Beta CDF in NumPyro

I am developing a model that requires calculating a posterior Beta CDF. I spent some time looking for guidance on implementing CDFs in NumPyro, but wasn’t able to find much. I did see that the suggested approach for Pyro is to import from Torch distributions. Is there a similar approach for NumPyro?

EDIT: I was just looking at Torch distributions and noticed that no cdf method is implemented for Beta.

I’ve included a model below with the line:

cdf_50 = numpyro.deterministic("cdf_50", dist.Beta(a,b).cdf(.5))

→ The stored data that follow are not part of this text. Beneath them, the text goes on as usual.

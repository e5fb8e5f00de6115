//! Keyed mutual exclusion: one `Mutex<()>` per device or job id.

use std::sync::{Arc, Mutex, PoisonError, TryLockError};

use dashmap::DashMap;

/// Lazily populated table of per-key locks.
///
/// The `DashMap` shard guard is dropped before a key's mutex is acquired,
/// so holding one key never blocks lookups of another.
#[derive(Debug, Default)]
pub struct LockTable {
    locks: DashMap<String, Arc<Mutex<()>>>,
}

impl LockTable {
    pub fn new() -> Self {
        Self::default()
    }

    fn lock_for(&self, key: &str) -> Arc<Mutex<()>> {
        if let Some(existing) = self.locks.get(key) {
            return Arc::clone(existing.value());
        }
        self.locks
            .entry(key.to_string())
            .or_insert_with(|| Arc::new(Mutex::new(())))
            .value()
            .clone()
    }

    /// Run `f` while holding the lock for `key`, waiting if necessary.
    pub fn with_lock<T>(&self, key: &str, f: impl FnOnce() -> T) -> T {
        let lock = self.lock_for(key);
        // The guarded value is `()`, so a poisoned lock carries no broken state.
        let _guard = lock.lock().unwrap_or_else(PoisonError::into_inner);
        f()
    }

    /// Run `f` only if the lock for `key` is free right now.
    pub fn try_with_lock<T>(&self, key: &str, f: impl FnOnce() -> T) -> Option<T> {
        let lock = self.lock_for(key);
        let _guard = match lock.try_lock() {
            Ok(guard) => guard,
            Err(TryLockError::Poisoned(poisoned)) => poisoned.into_inner(),
            Err(TryLockError::WouldBlock) => return None,
        };
        Some(f())
    }

    /// Drop the entry for `key` unless someone still holds or awaits it.
    pub fn release(&self, key: &str) {
        self.locks
            .remove_if(key, |_, lock| Arc::strong_count(lock) == 1);
    }

    pub fn len(&self) -> usize {
        self.locks.len()
    }

    pub fn is_empty(&self) -> bool {
        self.locks.is_empty()
    }
}

#[cfg(test)]
mod tests {
    use super::*;

    #[test]
    fn try_lock_fails_while_held() {
        let table = LockTable::new();
        table.with_lock("job-1", || {
            assert!(table.try_with_lock("job-1", || ()).is_none());
            assert!(table.try_with_lock("job-2", || ()).is_some());
        });
        assert!(table.try_with_lock("job-1", || ()).is_some());
    }

    #[test]
    fn release_removes_idle_entries() {
        let table = LockTable::new();
        table.with_lock("dev-1", || ());
        assert_eq!(table.len(), 1);
        table.release("dev-1");
        assert!(table.is_empty());
    }

    #[test]
    fn release_keeps_held_entries() {
        let table = LockTable::new();
        table.with_lock("dev-1", || {
            table.release("dev-1");
            assert_eq!(table.len(), 1);
        });
    }
}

Obviously, this doesn’t work, but I thought it might be useful to provide an example of the estimate I’m trying to obtain.

Thanks!

# Generate Data

# specify number of observations for each group
n1 = 2000
n2 = 1000

# Sample observations from different beta distributions for each group, given specified sample size
np.random.seed(seed=123)
y1 = beta.rvs(.5, .5, size=n1)
np.random.seed(seed=321)
y2 = beta.rvs(3, 1, size=n2)

pads = numpy.ones((n1-n2)) * -1
y2 = np.concatenate([y2, pads])

# Combine samples
y = np.array([y1, y2], order='K').T


sample_sizes =  np.array([n1, n2])

def model(sample_sizes, y = None):
    
    # Define the number of groups from which we've attained samples
    n_groups =  sample_sizes.shape[0]
    
    # Initialize a plate for each group
    with numpyro.plate("n_groups", n_groups):
        
        # Set priors on a and b within each group
        a = numpyro.sample('a', dist.Gamma(.5, .5))
        b =  numpyro.sample('b', dist.Gamma(3, 3))
        
        # Calculate maximum group size
        I = sample_sizes.max().item()
        # Create a range of 0:I
        i = torch.arange(I).unsqueeze(-1).numpy()
        
        # Initialize a plate for each observation
        with numpyro.plate('data', I):
            # Mask observations that exceed sample size in the respective plate
            with numpyro.handlers.mask(mask = i < sample_sizes): 
                # Estimate y_hat
                y_hat = numpyro.sample('y_hat', dist.Beta(a, b), obs=y)
                
        # Example code, doesn't work         
        cdf_50 = numpyro.deterministic("cdf_50", dist.Beta(a,b).cdf(.5))

rng_key = random.PRNGKey(0)
rng_key, rng_key_ = random.split(rng_key)

num_warmup, num_samples = 500, 2000

# Run NUTS.
kernel = NUTS(model)
mcmc = MCMC(kernel, num_warmup, num_samples, num_chains = 3)

start = time.time()
mcmc.run(rng_key_, sample_sizes=sample_sizes, y = y)
end = time.time()
mcmc.print_summary()

Could you make a github issue or contribute? This method can be computed using betainc function.

Yep, I’d be happy to open an issue and make a contribution; I just wanted to make sure I wasn’t missing an implementation. Thanks!

1 Like

For reference,

dist.Beta(a,b).cdf(.5)

can be computed as

jax.scipy.special.betainc(.5, a, b)

Depending on what you’re trying to accomplish, one issue here is that betainc function does not have all gradients implemented. There’s a relevant github issue on the jax repo.